Please return every line in the following data that includes the string "StaticRecipients".

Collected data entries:
--- START ---

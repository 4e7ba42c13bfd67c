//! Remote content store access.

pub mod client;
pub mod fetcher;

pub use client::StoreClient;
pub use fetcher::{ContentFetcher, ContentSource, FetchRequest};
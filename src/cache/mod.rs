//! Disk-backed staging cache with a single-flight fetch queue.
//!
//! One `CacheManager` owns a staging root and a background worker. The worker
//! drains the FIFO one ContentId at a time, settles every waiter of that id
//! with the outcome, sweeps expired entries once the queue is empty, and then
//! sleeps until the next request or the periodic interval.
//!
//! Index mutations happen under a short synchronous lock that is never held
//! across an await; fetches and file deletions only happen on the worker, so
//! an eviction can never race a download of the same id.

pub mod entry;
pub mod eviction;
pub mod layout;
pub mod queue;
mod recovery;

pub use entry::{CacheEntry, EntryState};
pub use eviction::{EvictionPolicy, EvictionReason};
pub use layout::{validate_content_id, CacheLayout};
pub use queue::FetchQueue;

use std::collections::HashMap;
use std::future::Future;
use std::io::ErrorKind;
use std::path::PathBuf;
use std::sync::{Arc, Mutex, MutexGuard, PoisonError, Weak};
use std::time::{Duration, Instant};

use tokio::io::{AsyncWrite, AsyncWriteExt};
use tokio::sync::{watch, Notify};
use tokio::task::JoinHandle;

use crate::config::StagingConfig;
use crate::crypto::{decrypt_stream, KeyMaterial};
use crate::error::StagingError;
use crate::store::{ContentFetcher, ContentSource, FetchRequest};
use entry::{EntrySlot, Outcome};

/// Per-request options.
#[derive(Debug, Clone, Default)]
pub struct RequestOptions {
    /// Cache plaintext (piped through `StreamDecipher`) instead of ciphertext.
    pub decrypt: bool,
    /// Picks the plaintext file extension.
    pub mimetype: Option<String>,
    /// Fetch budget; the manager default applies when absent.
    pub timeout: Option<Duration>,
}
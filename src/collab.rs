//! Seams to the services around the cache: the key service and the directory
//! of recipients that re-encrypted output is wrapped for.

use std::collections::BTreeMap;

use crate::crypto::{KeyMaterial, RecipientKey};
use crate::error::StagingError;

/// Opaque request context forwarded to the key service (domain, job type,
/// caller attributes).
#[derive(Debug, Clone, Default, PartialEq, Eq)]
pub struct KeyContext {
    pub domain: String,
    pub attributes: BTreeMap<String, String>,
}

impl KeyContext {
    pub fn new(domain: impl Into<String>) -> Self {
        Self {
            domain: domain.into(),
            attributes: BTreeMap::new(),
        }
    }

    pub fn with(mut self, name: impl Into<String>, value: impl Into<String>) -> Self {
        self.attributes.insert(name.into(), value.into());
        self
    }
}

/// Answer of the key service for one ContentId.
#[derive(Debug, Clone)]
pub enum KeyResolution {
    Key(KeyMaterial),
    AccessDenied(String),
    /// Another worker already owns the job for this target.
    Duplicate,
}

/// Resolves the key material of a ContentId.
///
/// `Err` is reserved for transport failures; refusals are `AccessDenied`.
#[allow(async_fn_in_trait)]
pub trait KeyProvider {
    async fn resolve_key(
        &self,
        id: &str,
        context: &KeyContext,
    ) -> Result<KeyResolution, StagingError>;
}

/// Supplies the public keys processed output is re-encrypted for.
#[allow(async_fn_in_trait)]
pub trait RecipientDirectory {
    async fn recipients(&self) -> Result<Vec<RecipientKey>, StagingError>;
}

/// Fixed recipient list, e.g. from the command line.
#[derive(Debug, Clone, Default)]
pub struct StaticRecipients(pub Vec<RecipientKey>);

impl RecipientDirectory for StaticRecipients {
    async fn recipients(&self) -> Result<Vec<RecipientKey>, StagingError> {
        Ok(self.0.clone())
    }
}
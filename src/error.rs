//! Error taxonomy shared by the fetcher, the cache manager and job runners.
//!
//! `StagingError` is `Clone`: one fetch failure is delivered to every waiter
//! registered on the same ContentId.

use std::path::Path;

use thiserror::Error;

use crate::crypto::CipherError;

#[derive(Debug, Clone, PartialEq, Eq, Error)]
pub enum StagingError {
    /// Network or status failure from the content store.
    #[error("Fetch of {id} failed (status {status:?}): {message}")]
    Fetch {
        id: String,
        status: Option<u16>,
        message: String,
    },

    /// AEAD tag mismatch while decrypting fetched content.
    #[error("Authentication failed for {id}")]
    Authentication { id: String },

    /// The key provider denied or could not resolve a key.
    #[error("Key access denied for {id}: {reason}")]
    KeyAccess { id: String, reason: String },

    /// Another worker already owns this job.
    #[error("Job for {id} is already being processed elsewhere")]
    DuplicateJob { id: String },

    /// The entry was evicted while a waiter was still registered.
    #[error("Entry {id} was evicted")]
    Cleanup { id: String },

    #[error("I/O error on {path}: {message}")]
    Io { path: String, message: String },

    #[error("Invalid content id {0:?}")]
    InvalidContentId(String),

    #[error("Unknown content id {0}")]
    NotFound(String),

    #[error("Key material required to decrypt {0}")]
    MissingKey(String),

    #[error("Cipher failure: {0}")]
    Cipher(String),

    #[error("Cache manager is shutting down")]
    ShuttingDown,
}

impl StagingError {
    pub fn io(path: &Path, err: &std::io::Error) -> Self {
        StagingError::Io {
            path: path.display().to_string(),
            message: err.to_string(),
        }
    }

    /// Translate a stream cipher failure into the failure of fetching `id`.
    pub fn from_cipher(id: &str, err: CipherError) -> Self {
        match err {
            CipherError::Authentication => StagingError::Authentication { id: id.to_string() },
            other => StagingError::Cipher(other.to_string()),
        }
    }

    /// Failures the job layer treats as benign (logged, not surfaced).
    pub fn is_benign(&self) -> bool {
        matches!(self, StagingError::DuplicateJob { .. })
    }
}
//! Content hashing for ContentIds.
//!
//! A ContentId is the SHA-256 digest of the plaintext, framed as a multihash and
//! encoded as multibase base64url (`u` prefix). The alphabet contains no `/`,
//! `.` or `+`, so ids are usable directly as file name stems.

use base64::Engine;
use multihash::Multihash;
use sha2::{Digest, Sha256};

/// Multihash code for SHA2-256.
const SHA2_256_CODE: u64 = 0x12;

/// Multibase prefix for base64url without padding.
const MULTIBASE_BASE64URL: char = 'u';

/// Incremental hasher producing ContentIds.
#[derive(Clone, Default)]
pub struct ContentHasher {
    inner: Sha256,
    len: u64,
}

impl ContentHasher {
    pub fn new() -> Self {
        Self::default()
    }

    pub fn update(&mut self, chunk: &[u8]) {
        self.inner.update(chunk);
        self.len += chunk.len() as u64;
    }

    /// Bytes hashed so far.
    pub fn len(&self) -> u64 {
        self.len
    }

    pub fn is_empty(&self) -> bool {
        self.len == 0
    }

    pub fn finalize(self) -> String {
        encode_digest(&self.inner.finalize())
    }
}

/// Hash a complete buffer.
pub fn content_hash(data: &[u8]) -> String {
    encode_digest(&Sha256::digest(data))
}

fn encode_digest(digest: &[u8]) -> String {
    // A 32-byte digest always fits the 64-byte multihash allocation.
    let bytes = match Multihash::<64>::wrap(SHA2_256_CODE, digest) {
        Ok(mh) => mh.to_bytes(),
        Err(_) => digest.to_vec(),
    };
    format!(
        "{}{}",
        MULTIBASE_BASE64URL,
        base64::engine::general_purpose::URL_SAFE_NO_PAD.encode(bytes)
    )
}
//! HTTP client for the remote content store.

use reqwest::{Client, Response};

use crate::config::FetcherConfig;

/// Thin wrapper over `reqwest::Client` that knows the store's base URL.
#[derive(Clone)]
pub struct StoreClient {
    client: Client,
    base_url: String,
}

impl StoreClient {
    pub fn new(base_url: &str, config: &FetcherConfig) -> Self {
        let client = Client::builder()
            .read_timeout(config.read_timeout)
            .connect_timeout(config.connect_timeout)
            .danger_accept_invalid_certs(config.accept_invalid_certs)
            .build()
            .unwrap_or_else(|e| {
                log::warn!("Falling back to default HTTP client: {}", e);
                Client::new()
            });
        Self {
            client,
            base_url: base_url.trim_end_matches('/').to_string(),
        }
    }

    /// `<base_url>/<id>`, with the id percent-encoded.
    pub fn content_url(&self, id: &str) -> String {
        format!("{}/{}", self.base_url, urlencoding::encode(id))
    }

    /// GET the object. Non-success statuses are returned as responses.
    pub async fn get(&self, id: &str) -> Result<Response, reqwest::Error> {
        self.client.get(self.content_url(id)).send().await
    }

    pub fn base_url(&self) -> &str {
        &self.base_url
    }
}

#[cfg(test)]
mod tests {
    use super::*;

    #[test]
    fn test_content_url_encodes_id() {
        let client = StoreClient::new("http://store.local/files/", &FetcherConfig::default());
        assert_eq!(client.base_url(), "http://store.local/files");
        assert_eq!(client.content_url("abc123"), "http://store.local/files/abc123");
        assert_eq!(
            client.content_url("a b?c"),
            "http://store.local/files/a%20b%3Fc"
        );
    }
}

--- END ---
--- START ---

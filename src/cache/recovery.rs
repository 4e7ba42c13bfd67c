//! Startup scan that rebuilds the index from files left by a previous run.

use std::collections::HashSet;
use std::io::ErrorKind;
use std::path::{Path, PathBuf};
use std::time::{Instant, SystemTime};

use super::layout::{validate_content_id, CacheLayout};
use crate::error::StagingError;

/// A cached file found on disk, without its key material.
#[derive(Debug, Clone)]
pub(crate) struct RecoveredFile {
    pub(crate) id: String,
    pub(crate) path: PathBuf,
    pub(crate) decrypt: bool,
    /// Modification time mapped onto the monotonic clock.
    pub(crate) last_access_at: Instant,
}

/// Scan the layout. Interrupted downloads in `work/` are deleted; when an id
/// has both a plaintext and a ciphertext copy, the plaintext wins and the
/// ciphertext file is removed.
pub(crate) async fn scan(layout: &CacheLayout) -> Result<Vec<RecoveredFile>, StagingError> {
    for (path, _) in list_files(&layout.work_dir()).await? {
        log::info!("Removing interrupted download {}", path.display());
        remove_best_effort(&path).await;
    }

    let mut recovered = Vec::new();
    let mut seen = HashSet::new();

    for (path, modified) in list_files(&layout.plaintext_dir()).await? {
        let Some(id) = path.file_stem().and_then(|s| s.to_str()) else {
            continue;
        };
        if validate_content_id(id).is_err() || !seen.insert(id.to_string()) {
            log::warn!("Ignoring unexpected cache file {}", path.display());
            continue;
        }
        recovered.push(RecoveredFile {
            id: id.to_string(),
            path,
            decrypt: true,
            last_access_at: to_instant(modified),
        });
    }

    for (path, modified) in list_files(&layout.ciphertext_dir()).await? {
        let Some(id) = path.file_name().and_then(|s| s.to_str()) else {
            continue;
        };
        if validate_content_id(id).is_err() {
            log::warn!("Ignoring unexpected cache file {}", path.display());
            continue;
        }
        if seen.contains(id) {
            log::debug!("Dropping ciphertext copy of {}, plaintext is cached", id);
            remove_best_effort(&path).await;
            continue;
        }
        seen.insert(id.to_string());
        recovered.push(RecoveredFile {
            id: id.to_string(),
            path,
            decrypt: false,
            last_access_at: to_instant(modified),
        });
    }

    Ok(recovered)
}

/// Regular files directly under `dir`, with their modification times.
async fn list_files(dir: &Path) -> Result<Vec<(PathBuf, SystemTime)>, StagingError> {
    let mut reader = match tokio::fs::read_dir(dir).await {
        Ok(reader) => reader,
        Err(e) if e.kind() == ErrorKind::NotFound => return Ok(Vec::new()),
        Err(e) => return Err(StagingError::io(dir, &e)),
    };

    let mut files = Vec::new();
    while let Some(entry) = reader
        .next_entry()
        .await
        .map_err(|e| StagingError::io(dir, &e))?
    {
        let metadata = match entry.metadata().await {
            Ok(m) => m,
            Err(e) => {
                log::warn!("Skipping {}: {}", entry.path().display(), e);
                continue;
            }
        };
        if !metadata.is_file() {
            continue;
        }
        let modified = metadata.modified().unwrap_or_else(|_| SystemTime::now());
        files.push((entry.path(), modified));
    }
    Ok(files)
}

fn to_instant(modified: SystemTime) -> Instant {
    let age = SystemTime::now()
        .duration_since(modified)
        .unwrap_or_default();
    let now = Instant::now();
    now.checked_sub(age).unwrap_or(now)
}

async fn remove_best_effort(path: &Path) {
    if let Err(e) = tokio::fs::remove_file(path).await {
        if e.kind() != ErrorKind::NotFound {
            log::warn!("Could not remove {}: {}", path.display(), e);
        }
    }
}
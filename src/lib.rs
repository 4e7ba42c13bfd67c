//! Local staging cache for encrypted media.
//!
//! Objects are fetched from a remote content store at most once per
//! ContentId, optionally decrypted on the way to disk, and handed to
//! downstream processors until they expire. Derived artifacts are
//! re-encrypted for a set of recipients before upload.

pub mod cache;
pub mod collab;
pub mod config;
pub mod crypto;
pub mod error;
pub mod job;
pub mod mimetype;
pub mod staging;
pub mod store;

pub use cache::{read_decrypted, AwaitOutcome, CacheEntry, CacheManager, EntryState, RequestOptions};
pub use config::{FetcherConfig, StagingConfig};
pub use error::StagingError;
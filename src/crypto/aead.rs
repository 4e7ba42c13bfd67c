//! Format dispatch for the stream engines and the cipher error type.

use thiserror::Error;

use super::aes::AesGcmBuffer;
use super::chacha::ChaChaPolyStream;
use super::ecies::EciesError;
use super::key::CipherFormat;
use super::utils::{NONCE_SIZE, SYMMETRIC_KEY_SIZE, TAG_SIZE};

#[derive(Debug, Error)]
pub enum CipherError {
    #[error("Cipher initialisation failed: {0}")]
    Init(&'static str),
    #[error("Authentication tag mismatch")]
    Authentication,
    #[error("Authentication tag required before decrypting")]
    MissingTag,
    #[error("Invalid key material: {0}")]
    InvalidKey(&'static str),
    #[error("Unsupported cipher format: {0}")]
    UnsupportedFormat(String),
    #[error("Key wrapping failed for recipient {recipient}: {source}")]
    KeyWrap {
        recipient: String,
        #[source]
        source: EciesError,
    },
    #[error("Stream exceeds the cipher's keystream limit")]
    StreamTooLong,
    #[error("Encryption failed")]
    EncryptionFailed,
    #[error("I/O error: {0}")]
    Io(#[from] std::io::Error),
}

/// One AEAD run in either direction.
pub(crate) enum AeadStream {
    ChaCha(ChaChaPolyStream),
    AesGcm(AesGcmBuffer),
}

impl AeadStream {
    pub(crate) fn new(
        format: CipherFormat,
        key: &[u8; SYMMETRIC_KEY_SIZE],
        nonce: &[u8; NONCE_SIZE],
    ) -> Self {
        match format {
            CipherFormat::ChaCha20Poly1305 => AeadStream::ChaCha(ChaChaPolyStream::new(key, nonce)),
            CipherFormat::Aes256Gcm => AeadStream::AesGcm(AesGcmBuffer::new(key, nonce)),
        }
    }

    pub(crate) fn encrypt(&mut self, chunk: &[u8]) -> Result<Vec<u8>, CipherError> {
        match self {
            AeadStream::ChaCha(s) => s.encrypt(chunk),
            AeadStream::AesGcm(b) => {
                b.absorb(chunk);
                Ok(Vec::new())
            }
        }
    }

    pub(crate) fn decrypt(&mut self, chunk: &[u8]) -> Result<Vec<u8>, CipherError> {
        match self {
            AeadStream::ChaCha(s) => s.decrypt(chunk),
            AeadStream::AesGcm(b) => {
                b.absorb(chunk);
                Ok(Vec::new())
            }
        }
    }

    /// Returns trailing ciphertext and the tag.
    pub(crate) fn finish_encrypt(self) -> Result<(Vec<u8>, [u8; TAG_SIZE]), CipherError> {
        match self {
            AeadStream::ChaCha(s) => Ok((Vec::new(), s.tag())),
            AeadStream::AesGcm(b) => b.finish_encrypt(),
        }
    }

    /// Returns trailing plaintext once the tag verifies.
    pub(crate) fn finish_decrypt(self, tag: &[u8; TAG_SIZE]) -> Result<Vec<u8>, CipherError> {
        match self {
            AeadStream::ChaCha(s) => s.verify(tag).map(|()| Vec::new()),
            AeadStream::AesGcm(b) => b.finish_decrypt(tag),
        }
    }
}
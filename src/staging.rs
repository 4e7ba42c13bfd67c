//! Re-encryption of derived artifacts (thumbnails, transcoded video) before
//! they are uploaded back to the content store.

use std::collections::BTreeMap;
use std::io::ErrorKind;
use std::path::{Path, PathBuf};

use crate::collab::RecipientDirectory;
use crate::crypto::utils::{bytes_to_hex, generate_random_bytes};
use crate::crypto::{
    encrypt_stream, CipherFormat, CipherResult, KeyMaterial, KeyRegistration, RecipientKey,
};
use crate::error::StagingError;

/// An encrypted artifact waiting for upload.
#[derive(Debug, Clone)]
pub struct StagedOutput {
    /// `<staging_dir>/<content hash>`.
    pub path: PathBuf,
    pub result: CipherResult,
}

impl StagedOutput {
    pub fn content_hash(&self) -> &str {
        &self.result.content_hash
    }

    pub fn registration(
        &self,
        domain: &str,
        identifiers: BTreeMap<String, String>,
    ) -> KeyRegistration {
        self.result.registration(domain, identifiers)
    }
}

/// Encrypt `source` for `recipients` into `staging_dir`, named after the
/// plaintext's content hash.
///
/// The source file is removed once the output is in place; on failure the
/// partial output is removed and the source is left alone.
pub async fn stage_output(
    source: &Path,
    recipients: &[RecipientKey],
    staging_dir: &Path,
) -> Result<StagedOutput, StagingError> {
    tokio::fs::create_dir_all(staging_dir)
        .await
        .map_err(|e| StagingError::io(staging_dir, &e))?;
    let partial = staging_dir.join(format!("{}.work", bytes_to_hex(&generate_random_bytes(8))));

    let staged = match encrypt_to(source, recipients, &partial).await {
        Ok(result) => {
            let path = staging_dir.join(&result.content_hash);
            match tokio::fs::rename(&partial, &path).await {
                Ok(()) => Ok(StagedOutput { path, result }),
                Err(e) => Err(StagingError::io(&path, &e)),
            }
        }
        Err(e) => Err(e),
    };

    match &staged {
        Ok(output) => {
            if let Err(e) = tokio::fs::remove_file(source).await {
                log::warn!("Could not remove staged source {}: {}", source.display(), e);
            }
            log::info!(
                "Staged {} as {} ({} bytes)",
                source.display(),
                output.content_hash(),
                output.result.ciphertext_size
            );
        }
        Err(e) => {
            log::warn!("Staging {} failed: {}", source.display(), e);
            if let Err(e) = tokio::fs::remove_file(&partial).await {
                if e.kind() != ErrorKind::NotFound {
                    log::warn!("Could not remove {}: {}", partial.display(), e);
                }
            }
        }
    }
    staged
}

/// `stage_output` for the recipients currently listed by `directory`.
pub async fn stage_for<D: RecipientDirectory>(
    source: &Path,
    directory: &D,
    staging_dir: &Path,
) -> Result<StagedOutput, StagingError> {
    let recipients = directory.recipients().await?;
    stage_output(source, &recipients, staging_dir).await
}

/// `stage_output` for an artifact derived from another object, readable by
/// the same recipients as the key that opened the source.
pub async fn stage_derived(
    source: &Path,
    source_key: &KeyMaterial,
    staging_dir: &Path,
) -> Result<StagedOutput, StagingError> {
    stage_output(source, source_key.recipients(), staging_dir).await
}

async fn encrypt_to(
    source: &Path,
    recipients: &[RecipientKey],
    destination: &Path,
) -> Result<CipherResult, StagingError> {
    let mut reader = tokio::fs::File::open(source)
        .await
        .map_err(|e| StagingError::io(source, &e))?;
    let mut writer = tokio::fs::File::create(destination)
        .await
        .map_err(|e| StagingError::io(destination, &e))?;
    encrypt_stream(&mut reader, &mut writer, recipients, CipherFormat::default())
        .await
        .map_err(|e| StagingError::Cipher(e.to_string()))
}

--- END ---

=== Finished exercise ===
pub struct StaticRecipients(pub Vec<RecipientKey>);
impl RecipientDirectory for StaticRecipients {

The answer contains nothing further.